Ein schlechter Tag

Henning von Stoltzenberg über die „Linksextremismus“-Debatte im Bundestag

Der 18. Januar war in mehrfacher Hinsicht ein negativer Tag für die politischen Grundrechte in der BRD. Nachdem eine Mehrheit im Bundestag mit den Stimmen von CDU, SPD, FDP und AfD die Länder Tunesien, Algerien, Marokko und Georgien zu sicheren Herkunftsländern erklärt hat – was weitreichende dramatische Folgen für Geflüchtete aus diesen Nationen bedeutet – folgte eine Debatte zum sogenannten „Linksextremismus“.

Die Mehrheit der im Parlament vertretenen Parteien hat das Ablenkungsmanöver der AfD durchaus erkannt und kritisiert, ohne allerdings konkret zu werden und Verbotsforderungen unter anderem gegen die „Rote Hilfe e. V.“ und die „Interventionistische Linke“ zurückzuweisen. Der Rechtsaußen-Partei geht es darum, von den Neonazis in den eigenen Reihen und entsprechenden Äußerungen abzulenken. Ihr Ziel ist es, antirassistisches und antifaschistisches Engagement zu kriminalisieren.

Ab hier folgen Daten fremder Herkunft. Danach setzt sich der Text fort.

use chrono::{NaiveDate, NaiveDateTime};
use rusqlite::{params, Connection, OptionalExtension};
use uuid::Uuid;

use super::parse_uuid;
use crate::db::DatabaseError;
use crate::models::*;

/// Get or create an allergen by code.
///
/// Concurrent first sightings of the same code converge on one row: the insert
/// is a no-op on conflict and the subsequent select returns the winner.
pub fn upsert_allergen(conn: &Connection, code: &str, name: &str) -> Result<Allergen, DatabaseError> {
    conn.execute(
        "INSERT INTO allergens (id, code, name) VALUES (?1, ?2, ?3)
         ON CONFLICT(code) DO NOTHING",
        params![Uuid::new_v4().to_string(), code, name],
    )?;

    get_allergen_by_code(conn, code)?.ok_or_else(|| DatabaseError::NotFound {
        entity_type: "Allergen".into(),
        id: code.into(),
    })
}

pub fn get_allergen_by_code(conn: &Connection, code: &str) -> Result<Option<Allergen>, DatabaseError> {
    let row = conn
        .query_row(
            "SELECT id, code, name FROM allergens WHERE code = ?1",
            params![code],
            |row| {
                Ok((
                    row.get::<_, String>(0)?,
                    row.get::<_, String>(1)?,
                    row.get::<_, String>(2)?,
                ))
            },
        )
        .optional()?;

    row.map(|(id, code, name)| {
        Ok(Allergen {
            id: parse_uuid(&id)?,
            code,
            name,
        })
    })
    .transpose()
}

pub fn get_allergen_link(
    conn: &Connection,
    patient_id: &Uuid,
    allergen_id: &Uuid,
) -> Result<Option<PatientAllergenLink>, DatabaseError> {
    let row = conn
        .query_row(
            "SELECT active, last_decision_at, updated_at FROM patient_allergens
             WHERE patient_id = ?1 AND allergen_id = ?2",
            params![patient_id.to_string(), allergen_id.to_string()],
            |row| {
                Ok((
                    row.get::<_, i32>(0)?,
                    row.get::<_, NaiveDate>(1)?,
                    row.get::<_, NaiveDateTime>(2)?,
                ))
            },
        )
        .optional()?;

    Ok(row.map(|(active, last_decision_at, updated_at)| PatientAllergenLink {
        patient_id: *patient_id,
        allergen_id: *allergen_id,
        active: active != 0,
        last_decision_at,
        updated_at,
    }))
}

/// Insert or overwrite the decision row for a (patient, allergen) pair.
pub fn write_allergen_link(conn: &Connection, link: &PatientAllergenLink) -> Result<(), DatabaseError> {
    conn.execute(
        "INSERT INTO patient_allergens (patient_id, allergen_id, active, last_decision_at, updated_at)
         VALUES (?1, ?2, ?3, ?4, ?5)
         ON CONFLICT(patient_id, allergen_id) DO UPDATE SET
             active = excluded.active,
             last_decision_at = excluded.last_decision_at,
             updated_at = excluded.updated_at",
        params![
            link.patient_id.to_string(),
            link.allergen_id.to_string(),
            link.active as i32,
            link.last_decision_at,
            link.updated_at,
        ],
    )?;
    Ok(())
}

/// Allergens currently linked to a patient, ordered by name.
pub fn get_active_allergens(conn: &Connection, patient_id: &Uuid) -> Result<Vec<Allergen>, DatabaseError> {
    let mut stmt = conn.prepare(
        "SELECT a.id, a.code, a.name FROM allergens a
         JOIN patient_allergens pa ON pa.allergen_id = a.id
         WHERE pa.patient_id = ?1 AND pa.active = 1
         ORDER BY a.name, a.code",
    )?;

    let rows = stmt.query_map(params![patient_id.to_string()], |row| {
        Ok((
            row.get::<_, String>(0)?,
            row.get::<_, String>(1)?,
            row.get::<_, String>(2)?,
        ))
    })?;

    let mut allergens = Vec::new();
    for row in rows {
        let (id, code, name) = row?;
        allergens.push(Allergen {
            id: parse_uuid(&id)?,
            code,
            name,
        });
    }
    Ok(allergens)
}

#[cfg(test)]
mod tests {
    use super::*;
    use crate::db::repository::insert_patient;
    use crate::db::sqlite::open_memory_database;

    fn make_patient(conn: &Connection) -> Uuid {
        let patient = Patient {
            id: Uuid::new_v4(),
            lab_id: None,
            display_name: "Test Patient".into(),
            settings: PatientSettings::default(),
        };
        insert_patient(conn, &patient).unwrap();
        patient.id
    }

    #[test]
    fn upsert_allergen_is_idempotent() {
        let conn = open_memory_database().unwrap();
        let first = upsert_allergen(&conn, "f13", "Peanut").unwrap();
        let second = upsert_allergen(&conn, "f13", "Arachis").unwrap();
        assert_eq!(first.id, second.id);
        // Allergens are immutable once created.
        assert_eq!(second.name, "Peanut");
    }

    #[test]
    fn link_round_trip_and_overwrite() {
        let conn = open_memory_database().unwrap();
        let patient_id = make_patient(&conn);
        let allergen = upsert_allergen(&conn, "f1", "Egg white").unwrap();
        let date = NaiveDate::from_ymd_opt(2024, 1, 1).unwrap();
        let written = NaiveDate::from_ymd_opt(2024, 1, 3).unwrap().and_hms_opt(9, 30, 0).unwrap();

        let mut link = PatientAllergenLink {
            patient_id,
            allergen_id: allergen.id,
            active: true,
            last_decision_at: date,
            updated_at: written,
        };
        write_allergen_link(&conn, &link).unwrap();
        assert_eq!(get_allergen_link(&conn, &patient_id, &allergen.id).unwrap(), Some(link.clone()));

        link.active = false;
        write_allergen_link(&conn, &link).unwrap();
        let stored = get_allergen_link(&conn, &patient_id, &allergen.id).unwrap().unwrap();
        assert!(!stored.active);
        assert!(get_active_allergens(&conn, &patient_id).unwrap().is_empty());
    }

    #[test]
    fn active_allergens_sorted_by_name() {
        let conn = open_memory_database().unwrap();
        let patient_id = make_patient(&conn);
        let now = chrono::Local::now().naive_local();
        for (code, name) in [("f2", "Milk"), ("f1", "Egg white")] {
            let allergen = upsert_allergen(&conn, code, name).unwrap();
            write_allergen_link(&conn, &PatientAllergenLink {
                patient_id,
                allergen_id: allergen.id,
                active: true,
                last_decision_at: now.date(),
                updated_at: now,
            })
            .unwrap();
        }
        let names: Vec<String> = get_active_allergens(&conn, &patient_id)
            .unwrap()
            .into_iter()
            .map(|a| a.name)
            .collect();
        assert_eq!(names, vec!["Egg white", "Milk"]);
    }
}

Schützenhilfe erhielt die immer deutlicher von braunen Kräften dominierte Partei dabei ausgerechnet von den „Freien Demokraten“. So war sich die FDP-Abgeordnete Linda Teuteburg nicht zu schade, die falschen und inzwischen per Unterlassung verbotenen Äußerungen in einem „Focus“-Artikel sinngemäß zu wiederholen, nachdem die „Rote Hilfe e. V.“ sogenannte „Straftäter“ ausschließlich gegen die Auflage unterstütze, nach Gerichtsprozessen ihren militanten Kampf fortzusetzen. Aus gutem Grund würde daher ein Verbot der „Roten Hilfe e. V.“ geprüft, postulierte die Abgeordnete weiter. Damit befindet sie sich in Gesellschaft mit dem AfD-Landtagsabgeordneten André Poggenburg, der die erfundene Propaganda bereits Ende Dezember im Landtag von Sachsen-Anhalt wiedergekäut hatte.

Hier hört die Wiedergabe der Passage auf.